**Exercise objective**
With spelling and spacing unchanged, write out each line of the material.

**Data excerpts**
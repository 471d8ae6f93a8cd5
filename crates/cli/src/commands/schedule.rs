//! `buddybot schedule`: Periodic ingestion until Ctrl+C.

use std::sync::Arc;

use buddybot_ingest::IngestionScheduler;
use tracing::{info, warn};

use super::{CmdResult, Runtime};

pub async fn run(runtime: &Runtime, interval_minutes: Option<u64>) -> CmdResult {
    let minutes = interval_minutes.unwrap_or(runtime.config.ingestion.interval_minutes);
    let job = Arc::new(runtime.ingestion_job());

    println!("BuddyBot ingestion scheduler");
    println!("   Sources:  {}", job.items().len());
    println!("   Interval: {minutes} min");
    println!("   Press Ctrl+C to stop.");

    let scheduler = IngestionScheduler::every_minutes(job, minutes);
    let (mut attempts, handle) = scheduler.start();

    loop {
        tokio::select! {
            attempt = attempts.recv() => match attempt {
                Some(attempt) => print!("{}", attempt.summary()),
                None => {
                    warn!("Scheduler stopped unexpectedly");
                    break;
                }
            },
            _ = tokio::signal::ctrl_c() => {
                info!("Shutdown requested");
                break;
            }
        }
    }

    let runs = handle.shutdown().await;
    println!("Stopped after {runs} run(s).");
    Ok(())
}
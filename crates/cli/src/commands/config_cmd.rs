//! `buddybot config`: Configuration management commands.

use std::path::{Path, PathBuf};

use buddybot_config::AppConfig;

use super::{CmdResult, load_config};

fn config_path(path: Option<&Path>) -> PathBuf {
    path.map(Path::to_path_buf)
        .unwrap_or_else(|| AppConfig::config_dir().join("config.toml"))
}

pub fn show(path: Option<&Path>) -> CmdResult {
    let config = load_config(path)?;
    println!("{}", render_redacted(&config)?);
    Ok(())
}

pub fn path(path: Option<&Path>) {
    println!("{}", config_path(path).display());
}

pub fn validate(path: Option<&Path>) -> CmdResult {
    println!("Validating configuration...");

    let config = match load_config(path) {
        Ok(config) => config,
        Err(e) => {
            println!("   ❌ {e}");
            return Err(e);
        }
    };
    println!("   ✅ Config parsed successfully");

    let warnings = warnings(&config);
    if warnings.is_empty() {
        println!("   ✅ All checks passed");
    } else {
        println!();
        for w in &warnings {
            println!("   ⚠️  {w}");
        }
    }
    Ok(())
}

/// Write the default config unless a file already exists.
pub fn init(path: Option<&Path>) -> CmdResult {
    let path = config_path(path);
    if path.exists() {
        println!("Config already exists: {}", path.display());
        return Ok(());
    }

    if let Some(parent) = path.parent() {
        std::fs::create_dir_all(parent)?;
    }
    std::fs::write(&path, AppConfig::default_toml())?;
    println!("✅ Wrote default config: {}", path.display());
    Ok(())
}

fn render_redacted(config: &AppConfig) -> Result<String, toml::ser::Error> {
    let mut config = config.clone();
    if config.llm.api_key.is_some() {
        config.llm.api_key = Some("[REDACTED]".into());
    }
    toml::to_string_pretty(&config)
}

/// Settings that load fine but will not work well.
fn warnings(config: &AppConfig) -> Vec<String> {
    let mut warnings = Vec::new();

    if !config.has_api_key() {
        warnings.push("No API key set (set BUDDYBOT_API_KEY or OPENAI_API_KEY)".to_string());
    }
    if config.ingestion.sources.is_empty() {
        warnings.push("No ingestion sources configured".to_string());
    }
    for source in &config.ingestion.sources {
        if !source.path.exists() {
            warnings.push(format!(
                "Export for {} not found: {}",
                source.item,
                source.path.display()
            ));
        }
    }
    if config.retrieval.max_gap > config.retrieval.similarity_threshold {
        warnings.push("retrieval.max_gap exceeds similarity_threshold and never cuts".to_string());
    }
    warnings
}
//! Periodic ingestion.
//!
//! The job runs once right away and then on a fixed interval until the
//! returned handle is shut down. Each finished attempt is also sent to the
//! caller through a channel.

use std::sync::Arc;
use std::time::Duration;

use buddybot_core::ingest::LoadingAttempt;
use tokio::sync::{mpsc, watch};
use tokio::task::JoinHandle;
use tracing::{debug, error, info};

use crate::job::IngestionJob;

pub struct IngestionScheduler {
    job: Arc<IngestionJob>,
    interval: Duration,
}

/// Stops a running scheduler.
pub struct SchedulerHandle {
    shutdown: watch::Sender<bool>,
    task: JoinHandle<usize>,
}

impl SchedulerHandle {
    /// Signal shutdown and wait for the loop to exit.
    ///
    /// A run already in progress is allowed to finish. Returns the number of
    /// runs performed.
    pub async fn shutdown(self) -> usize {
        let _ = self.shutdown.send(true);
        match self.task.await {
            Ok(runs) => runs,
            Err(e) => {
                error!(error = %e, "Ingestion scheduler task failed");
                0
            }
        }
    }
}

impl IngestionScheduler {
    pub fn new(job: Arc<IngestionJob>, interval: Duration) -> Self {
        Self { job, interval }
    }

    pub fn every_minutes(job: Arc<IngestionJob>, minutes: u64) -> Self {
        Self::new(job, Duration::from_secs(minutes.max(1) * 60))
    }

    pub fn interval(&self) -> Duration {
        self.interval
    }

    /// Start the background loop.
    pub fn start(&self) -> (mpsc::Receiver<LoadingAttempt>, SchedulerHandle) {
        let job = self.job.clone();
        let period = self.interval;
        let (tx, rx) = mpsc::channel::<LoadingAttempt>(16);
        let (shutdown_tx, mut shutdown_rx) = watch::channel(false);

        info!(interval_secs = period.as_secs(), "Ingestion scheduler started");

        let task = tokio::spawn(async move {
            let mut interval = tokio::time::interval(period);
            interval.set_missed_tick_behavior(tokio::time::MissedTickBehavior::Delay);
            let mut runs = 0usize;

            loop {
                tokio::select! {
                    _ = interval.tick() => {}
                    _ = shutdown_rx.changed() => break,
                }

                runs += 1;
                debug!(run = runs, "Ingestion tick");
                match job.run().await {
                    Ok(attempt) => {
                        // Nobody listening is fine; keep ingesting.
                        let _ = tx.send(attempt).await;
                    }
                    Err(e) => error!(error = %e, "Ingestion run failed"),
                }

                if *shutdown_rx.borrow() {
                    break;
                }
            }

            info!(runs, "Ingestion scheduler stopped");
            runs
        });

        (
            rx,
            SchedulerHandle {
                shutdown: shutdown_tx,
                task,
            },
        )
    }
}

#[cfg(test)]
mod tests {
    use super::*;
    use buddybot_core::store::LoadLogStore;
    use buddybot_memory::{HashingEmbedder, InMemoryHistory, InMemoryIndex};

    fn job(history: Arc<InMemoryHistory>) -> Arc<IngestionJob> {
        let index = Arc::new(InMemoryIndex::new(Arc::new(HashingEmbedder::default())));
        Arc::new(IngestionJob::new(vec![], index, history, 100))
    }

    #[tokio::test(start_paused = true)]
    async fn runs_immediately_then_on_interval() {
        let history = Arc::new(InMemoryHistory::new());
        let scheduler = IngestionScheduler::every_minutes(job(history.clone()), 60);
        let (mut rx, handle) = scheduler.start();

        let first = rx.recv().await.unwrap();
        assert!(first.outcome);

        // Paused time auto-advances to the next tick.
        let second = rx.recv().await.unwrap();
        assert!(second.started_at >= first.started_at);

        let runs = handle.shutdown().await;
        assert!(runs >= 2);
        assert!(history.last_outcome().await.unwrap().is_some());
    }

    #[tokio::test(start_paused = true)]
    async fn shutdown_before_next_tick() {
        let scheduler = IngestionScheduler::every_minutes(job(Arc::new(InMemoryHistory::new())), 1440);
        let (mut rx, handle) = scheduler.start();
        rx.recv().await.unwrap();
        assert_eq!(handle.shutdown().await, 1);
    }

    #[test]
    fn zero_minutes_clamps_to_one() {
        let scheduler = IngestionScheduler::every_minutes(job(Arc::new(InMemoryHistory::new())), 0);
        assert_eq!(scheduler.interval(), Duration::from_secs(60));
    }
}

**Solution**
repository 471d8ae6f93a8cd5
filename crates/cli/src/commands/schedule.rs
//! `buddybot schedule`: Periodic ingestion until Ctrl+C.

use std::sync::Arc;

use buddybot_ingest::IngestionScheduler;
use tracing::{info, warn};

use super::{CmdResult, Runtime};

pub async fn run(runtime: &Runtime, interval_minutes: Option<u64>) -> CmdResult {
    let minutes = interval_minutes.unwrap_or(runtime.config.ingestion.interval_minutes);
    let job = Arc::new(runtime.ingestion_job());

    println!("BuddyBot ingestion scheduler");
    println!("   Sources:  {}", job.items().len());
    println!("   Interval: {minutes} min");
    println!("   Press Ctrl+C to stop.");

    let scheduler = IngestionScheduler::every_minutes(job, minutes);
    let (mut attempts, handle) = scheduler.start();

    loop {
        tokio::select! {
            attempt = attempts.recv() => match attempt {
                Some(attempt) => print!("{}", attempt.summary()),
                None => {
                    warn!("Scheduler stopped unexpectedly");
                    break;
                }
            },
            _ = tokio::signal::ctrl_c() => {
                info!("Shutdown requested");
                break;
            }
        }
    }

    let runs = handle.shutdown().await;
    println!("Stopped after {runs} run(s).");
    Ok(())
}
filename crates/cli/src/commands/config_cmd.rs
//! `buddybot config`: Configuration management commands.

use std::path::{Path, PathBuf};

use buddybot_config::AppConfig;

use super::{CmdResult, load_config};

fn config_path(path: Option<&Path>) -> PathBuf {
    path.map(Path::to_path_buf)
        .unwrap_or_else(|| AppConfig::config_dir().join("config.toml"))
}

pub fn show(path: Option<&Path>) -> CmdResult {
    let config = load_config(path)?;
    println!("{}", render_redacted(&config)?);
    Ok(())
}

pub fn path(path: Option<&Path>) {
    println!("{}", config_path(path).display());
}

pub fn validate(path: Option<&Path>) -> CmdResult {
    println!("Validating configuration...");

    let config = match load_config(path) {
        Ok(config) => config,
        Err(e) => {
            println!("   ❌ {e}");
            return Err(e);
        }
    };
    println!("   ✅ Config parsed successfully");

    let warnings = warnings(&config);
    if warnings.is_empty() {
        println!("   ✅ All checks passed");
    } else {
        println!();
        for w in &warnings {
            println!("   ⚠️  {w}");
        }
    }
    Ok(())
}

/// Write the default config unless a file already exists.
pub fn init(path: Option<&Path>) -> CmdResult {
    let path = config_path(path);
    if path.exists() {
        println!("Config already exists: {}", path.display());
        return Ok(());
    }

    if let Some(parent) = path.parent() {
        std::fs::create_dir_all(parent)?;
    }
    std::fs::write(&path, AppConfig::default_toml())?;
    println!("✅ Wrote default config: {}", path.display());
    Ok(())
}

fn render_redacted(config: &AppConfig) -> Result<String, toml::ser::Error> {
    let mut config = config.clone();
    if config.llm.api_key.is_some() {
        config.llm.api_key = Some("[REDACTED]".into());
    }
    toml::to_string_pretty(&config)
}

/// Settings that load fine but will not work well.
fn warnings(config: &AppConfig) -> Vec<String> {
    let mut warnings = Vec::new();

    if !config.has_api_key() {
        warnings.push("No API key set (set BUDDYBOT_API_KEY or OPENAI_API_KEY)".to_string());
    }
    if config.ingestion.sources.is_empty() {
        warnings.push("No ingestion sources configured".to_string());
    }
    for source in &config.ingestion.sources {
        if !source.path.exists() {
            warnings.push(format!(
                "Export for {} not found: {}",
                source.item,
                source.path.display()
            ));
        }
    }
    if config.retrieval.max_gap > config.retrieval.similarity_threshold {
        warnings.push("retrieval.max_gap exceeds similarity_threshold and never cuts".to_string());
    }
    warnings
}
//! Periodic ingestion.
//!
//! The job runs once right away and then on a fixed interval until the
//! returned handle is shut down. Each finished attempt is also sent to the
//! caller through a channel.

use std::sync::Arc;
use std::time::Duration;

use buddybot_core::ingest::LoadingAttempt;
use tokio::sync::{mpsc, watch};
use tokio::task::JoinHandle;
use tracing::{debug, error, info};

use crate::job::IngestionJob;

pub struct IngestionScheduler {
    job: Arc<IngestionJob>,
    interval: Duration,
}

/// Stops a running scheduler.
pub struct SchedulerHandle {
    shutdown: watch::Sender<bool>,
    task: JoinHandle<usize>,
}

impl SchedulerHandle {
    /// Signal shutdown and wait for the loop to exit.
    ///
    /// A run already in progress is allowed to finish. Returns the number of
    /// runs performed.
    pub async fn shutdown(self) -> usize {
        let _ = self.shutdown.send(true);
        match self.task.await {
            Ok(runs) => runs,
            Err(e) => {
                error!(error = %e, "Ingestion scheduler task failed");
                0
            }
        }
    }
}

impl IngestionScheduler {
    pub fn new(job: Arc<IngestionJob>, interval: Duration) -> Self {
        Self { job, interval }
    }

    pub fn every_minutes(job: Arc<IngestionJob>, minutes: u64) -> Self {
        Self::new(job, Duration::from_secs(minutes.max(1) * 60))
    }

    pub fn interval(&self) -> Duration {
        self.interval
    }

    /// Start the background loop.
    pub fn start(&self) -> (mpsc::Receiver<LoadingAttempt>, SchedulerHandle) {
        let job = self.job.clone();
        let period = self.interval;
        let (tx, rx) = mpsc::channel::<LoadingAttempt>(16);
        let (shutdown_tx, mut shutdown_rx) = watch::channel(false);

        info!(interval_secs = period.as_secs(), "Ingestion scheduler started");

        let task = tokio::spawn(async move {
            let mut interval = tokio::time::interval(period);
            interval.set_missed_tick_behavior(tokio::time::MissedTickBehavior::Delay);
            let mut runs = 0usize;

            loop {
                tokio::select! {
                    _ = interval.tick() => {}
                    _ = shutdown_rx.changed() => break,
                }

                runs += 1;
                debug!(run = runs, "Ingestion tick");
                match job.run().await {
                    Ok(attempt) => {
                        // Nobody listening is fine; keep ingesting.
                        let _ = tx.send(attempt).await;
                    }
                    Err(e) => error!(error = %e, "Ingestion run failed"),
                }

                if *shutdown_rx.borrow() {
                    break;
                }
            }

            info!(runs, "Ingestion scheduler stopped");
            runs
        });

        (
            rx,
            SchedulerHandle {
                shutdown: shutdown_tx,
                task,
            },
        )
    }
}

#[cfg(test)]
mod tests {
    use super::*;
    use buddybot_core::store::LoadLogStore;
    use buddybot_memory::{HashingEmbedder, InMemoryHistory, InMemoryIndex};

    fn job(history: Arc<InMemoryHistory>) -> Arc<IngestionJob> {
        let index = Arc::new(InMemoryIndex::new(Arc::new(HashingEmbedder::default())));
        Arc::new(IngestionJob::new(vec![], index, history, 100))
    }

    #[tokio::test(start_paused = true)]
    async fn runs_immediately_then_on_interval() {
        let history = Arc::new(InMemoryHistory::new());
        let scheduler = IngestionScheduler::every_minutes(job(history.clone()), 60);
        let (mut rx, handle) = scheduler.start();

        let first = rx.recv().await.unwrap();
        assert!(first.outcome);

        // Paused time auto-advances to the next tick.
        let second = rx.recv().await.unwrap();
        assert!(second.started_at >= first.started_at);

        let runs = handle.shutdown().await;
        assert!(runs >= 2);
        assert!(history.last_outcome().await.unwrap().is_some());
    }

    #[tokio::test(start_paused = true)]
    async fn shutdown_before_next_tick() {
        let scheduler = IngestionScheduler::every_minutes(job(Arc::new(InMemoryHistory::new())), 1440);
        let (mut rx, handle) = scheduler.start();
        rx.recv().await.unwrap();
        assert_eq!(handle.shutdown().await, 1);
    }

    #[test]
    fn zero_minutes_clamps_to_one() {
        let scheduler = IngestionScheduler::every_minutes(job(Arc::new(InMemoryHistory::new())), 0);
        assert_eq!(scheduler.interval(), Duration::from_secs(60));
    }
}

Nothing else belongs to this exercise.